Items listed in a dataset:
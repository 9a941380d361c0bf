//! SurrealDB implementation of [`RoleRepository`].

use chrono::{DateTime, Utc};
use surrealdb::{Connection, Surreal};
use surrealdb_types::SurrealValue;
use tracing::debug;
use uuid::Uuid;
use warden_core::error::WardenResult;
use warden_core::filter::{ListFilter, RoleField};
use warden_core::models::role::{CreateRole, Role, RoleDetail, UpdateRole};
use warden_core::repository::{PaginatedResult, RoleRepository};

use super::{CountRow, app_scope, parse_uuid, permission, role_assignment};
use crate::error::DbError;
use crate::filter::WhereClause;

/// Attach a permission unless the edge already exists. The check and the
/// insert share one transaction; the unique index on `(in, out)` rejects
/// any concurrent duplicate.
const ATTACH_PERMISSION: &str = "\
BEGIN TRANSACTION;
LET $from = type::record('role', $role_id);
LET $to = type::record('permission', $permission_id);
LET $existing = (SELECT VALUE id FROM role_permission WHERE in = $from AND out = $to);
IF array::len($existing) = 0 {
    RELATE $from->role_permission->$to;
};
COMMIT TRANSACTION;
";

/// Grant edges go with the role; assignments stay and load with no role.
const DELETE_ROLE: &str = "\
BEGIN TRANSACTION;
DELETE role_permission WHERE in = type::record('role', $id);
DELETE type::record('role', $id);
COMMIT TRANSACTION;
";

#[derive(Debug, SurrealValue)]
struct RoleRow {
    name: String,
    description: String,
    app_scope_id: Option<String>,
    created_at: DateTime<Utc>,
    updated_at: DateTime<Utc>,
}

impl RoleRow {
    /// Resolve the row's relations into a [`Role`]. The permission list
    /// is left empty unless `with_permissions` is set.
    async fn hydrate<C: Connection>(
        self,
        db: &Surreal<C>,
        id: Uuid,
        with_permissions: bool,
    ) -> Result<Role, DbError> {
        let app_scope = match &self.app_scope_id {
            Some(scope_id) => app_scope::load(db, scope_id).await?,
            None => None,
        };
        let permissions = if with_permissions {
            permission::load_for_role(db, &id.to_string()).await?
        } else {
            Vec::new()
        };

        Ok(Role {
            id,
            name: self.name,
            description: self.description,
            app_scope,
            permissions,
            created_at: self.created_at,
            updated_at: self.updated_at,
        })
    }
}

#[derive(Debug, SurrealValue)]
pub(crate) struct RoleRowWithId {
    pub(crate) record_id: String,
    pub(crate) name: String,
    pub(crate) description: String,
    pub(crate) app_scope_id: Option<String>,
    pub(crate) created_at: DateTime<Utc>,
    pub(crate) updated_at: DateTime<Utc>,
}

impl RoleRowWithId {
    fn split(self) -> Result<(Uuid, RoleRow), DbError> {
        let id = parse_uuid(&self.record_id, "role")?;
        Ok((
            id,
            RoleRow {
                name: self.name,
                description: self.description,
                app_scope_id: self.app_scope_id,
                created_at: self.created_at,
                updated_at: self.updated_at,
            },
        ))
    }

    async fn hydrate<C: Connection>(
        self,
        db: &Surreal<C>,
        with_permissions: bool,
    ) -> Result<Role, DbError> {
        let (id, row) = self.split()?;
        row.hydrate(db, id, with_permissions).await
    }
}

/// Load one role by its string id, with its app scope and optionally its
/// permissions.
pub(crate) async fn load<C: Connection>(
    db: &Surreal<C>,
    id: &str,
    with_permissions: bool,
) -> Result<Option<Role>, DbError> {
    let mut result = db
        .query("SELECT meta::id(id) AS record_id, * FROM type::record('role', $id)")
        .bind(("id", id.to_owned()))
        .await?;

    let rows: Vec<RoleRowWithId> = result.take(0)?;
    match rows.into_iter().next() {
        Some(row) => Ok(Some(row.hydrate(db, with_permissions).await?)),
        None => Ok(None),
    }
}

/// All roles holding a permission, with their app scope but without their
/// own permission lists.
pub(crate) async fn load_holding<C: Connection>(
    db: &Surreal<C>,
    permission_id: &str,
) -> Result<Vec<Role>, DbError> {
    let mut result = db
        .query(
            "SELECT meta::id(id) AS record_id, * FROM role \
             WHERE id IN (\
                 SELECT VALUE in FROM role_permission \
                 WHERE out = type::record('permission', $permission_id)\
             ) \
             ORDER BY created_at ASC",
        )
        .bind(("permission_id", permission_id.to_owned()))
        .await?;

    let rows: Vec<RoleRowWithId> = result.take(0)?;
    let mut roles = Vec::with_capacity(rows.len());
    for row in rows {
        roles.push(row.hydrate(db, false).await?);
    }
    Ok(roles)
}

async fn grant_exists<C: Connection>(
    db: &Surreal<C>,
    role_id: &str,
    permission_id: &str,
) -> Result<bool, DbError> {
    let mut result = db
        .query(
            "SELECT count() AS total FROM role_permission \
             WHERE in = type::record('role', $role_id) \
             AND out = type::record('permission', $permission_id) \
             GROUP ALL",
        )
        .bind(("role_id", role_id.to_owned()))
        .bind(("permission_id", permission_id.to_owned()))
        .await?;

    let rows: Vec<CountRow> = result.take(0)?;
    Ok(rows.first().is_some_and(|r| r.total > 0))
}

/// SurrealDB implementation of the Role repository.
#[derive(Clone)]
pub struct SurrealRoleRepository<C: Connection> {
    db: Surreal<C>,
}

impl<C: Connection> SurrealRoleRepository<C> {
    pub fn new(db: Surreal<C>) -> Self {
        Self { db }
    }

    /// Both ends of a grant edge must exist before it is touched.
    async fn require_pair(&self, role_id: &str, permission_id: &str) -> Result<(), DbError> {
        if load(&self.db, role_id, false).await?.is_none() {
            return Err(DbError::not_found("role", role_id));
        }
        if permission::load(&self.db, permission_id).await?.is_none() {
            return Err(DbError::not_found("permission", permission_id));
        }
        Ok(())
    }

    async fn reload(&self, role_id: &str) -> Result<Role, DbError> {
        load(&self.db, role_id, true)
            .await?
            .ok_or_else(|| DbError::not_found("role", role_id))
    }
}

impl<C: Connection> RoleRepository for SurrealRoleRepository<C> {
    async fn create(&self, input: CreateRole) -> WardenResult<Role> {
        let id = Uuid::new_v4();
        let id_str = id.to_string();

        let app_scope = app_scope::load(&self.db, &input.app_scope_id.to_string()).await?;
        if app_scope.is_none() {
            debug!(
                app_scope_id = %input.app_scope_id,
                role = %input.name,
                "App scope not found; creating role without scope"
            );
        }
        let app_scope_id = app_scope.as_ref().map(|s| s.id.to_string());

        let result = self
            .db
            .query(
                "CREATE type::record('role', $id) SET \
                 name = $name, description = $description, \
                 app_scope_id = $app_scope_id",
            )
            .bind(("id", id_str.clone()))
            .bind(("name", input.name))
            .bind(("description", input.description))
            .bind(("app_scope_id", app_scope_id))
            .await
            .map_err(DbError::from)?;

        let mut result = result.check().map_err(|e| DbError::Query(e.to_string()))?;

        let rows: Vec<RoleRow> = result.take(0).map_err(DbError::from)?;
        let row = rows
            .into_iter()
            .next()
            .ok_or_else(|| DbError::not_found("role", &id_str))?;

        debug!(role_id = %id, name = %row.name, "Created role");
        Ok(Role {
            id,
            name: row.name,
            description: row.description,
            app_scope,
            permissions: Vec::new(),
            created_at: row.created_at,
            updated_at: row.updated_at,
        })
    }

    async fn get_by_id(&self, id: Uuid) -> WardenResult<Option<RoleDetail>> {
        let id_str = id.to_string();
        let Some(role) = load(&self.db, &id_str, true).await? else {
            return Ok(None);
        };
        let assignments = role_assignment::load_for_role(&self.db, &id_str).await?;

        Ok(Some(RoleDetail { role, assignments }))
    }

    async fn get_by_name(
        &self,
        name: &str,
        app_scope_name: Option<&str>,
    ) -> WardenResult<Option<Role>> {
        let scope_id = match app_scope_name {
            Some(scope_name) => match app_scope::load_by_name(&self.db, scope_name).await? {
                Some(scope) => Some(scope.id.to_string()),
                // No such scope, so no role can be bound to it.
                None => return Ok(None),
            },
            None => None,
        };

        let query = if scope_id.is_some() {
            "SELECT meta::id(id) AS record_id, * FROM role \
             WHERE name = $name AND app_scope_id = $app_scope_id LIMIT 1"
        } else {
            "SELECT meta::id(id) AS record_id, * FROM role \
             WHERE name = $name LIMIT 1"
        };

        let mut builder = self.db.query(query).bind(("name", name.to_owned()));
        if let Some(scope_id) = scope_id {
            builder = builder.bind(("app_scope_id", scope_id));
        }
        let mut result = builder.await.map_err(DbError::from)?;

        let rows: Vec<RoleRowWithId> = result.take(0).map_err(DbError::from)?;
        match rows.into_iter().next() {
            Some(row) => Ok(Some(row.hydrate(&self.db, true).await?)),
            None => Ok(None),
        }
    }

    async fn list(&self, filter: ListFilter<RoleField>) -> WardenResult<PaginatedResult<Role>> {
        filter.validate()?;
        let clause = WhereClause::render(&filter);

        let count_query = format!(
            "SELECT count() AS total FROM role {} GROUP ALL",
            clause.sql
        );
        let mut count_result = clause
            .bind(self.db.query(count_query))
            .await
            .map_err(DbError::from)?;
        let count_rows: Vec<CountRow> = count_result.take(0).map_err(DbError::from)?;
        let total = count_rows.first().map(|r| r.total).unwrap_or(0);

        let query = format!(
            "SELECT meta::id(id) AS record_id, * FROM role {} \
             ORDER BY created_at ASC \
             LIMIT $limit START $offset",
            clause.sql
        );
        let mut result = clause
            .bind(self.db.query(query))
            .bind(("limit", filter.pagination.limit))
            .bind(("offset", filter.pagination.offset))
            .await
            .map_err(DbError::from)?;

        let rows: Vec<RoleRowWithId> = result.take(0).map_err(DbError::from)?;
        let mut items = Vec::with_capacity(rows.len());
        for row in rows {
            items.push(row.hydrate(&self.db, true).await?);
        }

        Ok(PaginatedResult {
            items,
            total,
            offset: filter.pagination.offset,
            limit: filter.pagination.limit,
        })
    }

    async fn update(&self, id: Uuid, input: UpdateRole) -> WardenResult<Role> {
        let id_str = id.to_string();

        // A given scope id is re-resolved; one that does not resolve
        // unbinds the role, as on create.
        let app_scope_id = match input.app_scope_id {
            Some(scope_id) => Some(
                app_scope::load(&self.db, &scope_id.to_string())
                    .await?
                    .map(|s| s.id.to_string()),
            ),
            None => None,
        };

        let mut sets = Vec::new();
        if input.name.is_some() {
            sets.push("name = $name");
        }
        if input.description.is_some() {
            sets.push("description = $description");
        }
        match &app_scope_id {
            Some(Some(_)) => sets.push("app_scope_id = $app_scope_id"),
            Some(None) => sets.push("app_scope_id = NONE"),
            None => {}
        }
        sets.push("updated_at = time::now()");

        let query = format!(
            "UPDATE type::record('role', $id) SET {}",
            sets.join(", ")
        );

        let mut builder = self.db.query(&query).bind(("id", id_str.clone()));

        if let Some(name) = input.name {
            builder = builder.bind(("name", name));
        }
        if let Some(description) = input.description {
            builder = builder.bind(("description", description));
        }
        if let Some(Some(scope_id)) = app_scope_id {
            builder = builder.bind(("app_scope_id", scope_id));
        }

        let result = builder.await.map_err(DbError::from)?;
        let mut result = result.check().map_err(|e| DbError::Query(e.to_string()))?;

        let rows: Vec<RoleRow> = result.take(0).map_err(DbError::from)?;
        let row = rows
            .into_iter()
            .next()
            .ok_or_else(|| DbError::not_found("role", &id_str))?;

        Ok(row.hydrate(&self.db, id, true).await?)
    }

    async fn delete(&self, id: Uuid) -> WardenResult<()> {
        self.db
            .query(DELETE_ROLE)
            .bind(("id", id.to_string()))
            .await
            .map_err(DbError::from)?
            .check()
            .map_err(|e| DbError::Query(e.to_string()))?;

        Ok(())
    }

    async fn add_permission(&self, role_id: Uuid, permission_id: Uuid) -> WardenResult<Role> {
        let role_id_str = role_id.to_string();
        let perm_id_str = permission_id.to_string();
        self.require_pair(&role_id_str, &perm_id_str).await?;

        let outcome = self
            .db
            .query(ATTACH_PERMISSION)
            .bind(("role_id", role_id_str.clone()))
            .bind(("permission_id", perm_id_str.clone()))
            .await
            .map_err(DbError::from)?
            .check();

        if let Err(e) = outcome {
            // Losing a race against an identical attach is still success.
            if !grant_exists(&self.db, &role_id_str, &perm_id_str).await? {
                return Err(DbError::Query(e.to_string()).into());
            }
            debug!(%role_id, %permission_id, "Permission attached concurrently");
        }

        Ok(self.reload(&role_id_str).await?)
    }

    async fn remove_permission(&self, role_id: Uuid, permission_id: Uuid) -> WardenResult<Role> {
        let role_id_str = role_id.to_string();
        let perm_id_str = permission_id.to_string();
        self.require_pair(&role_id_str, &perm_id_str).await?;

        self.db
            .query(
                "DELETE role_permission WHERE \
                 in = type::record('role', $role_id) AND \
                 out = type::record('permission', $permission_id)",
            )
            .bind(("role_id", role_id_str.clone()))
            .bind(("permission_id", perm_id_str))
            .await
            .map_err(DbError::from)?
            .check()
            .map_err(|e| DbError::Query(e.to_string()))?;

        Ok(self.reload(&role_id_str).await?)
    }
}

WORK REQUEST - Extract all lines from the data in which "assignments" is found.

RESPONSE TO THIS EXERCISE -
/// Grant edges go with the role; assignments stay and load with no role.
        let assignments = role_assignment::load_for_role(&self.db, &id_str).await?;
        Ok(Some(RoleDetail { role, assignments }))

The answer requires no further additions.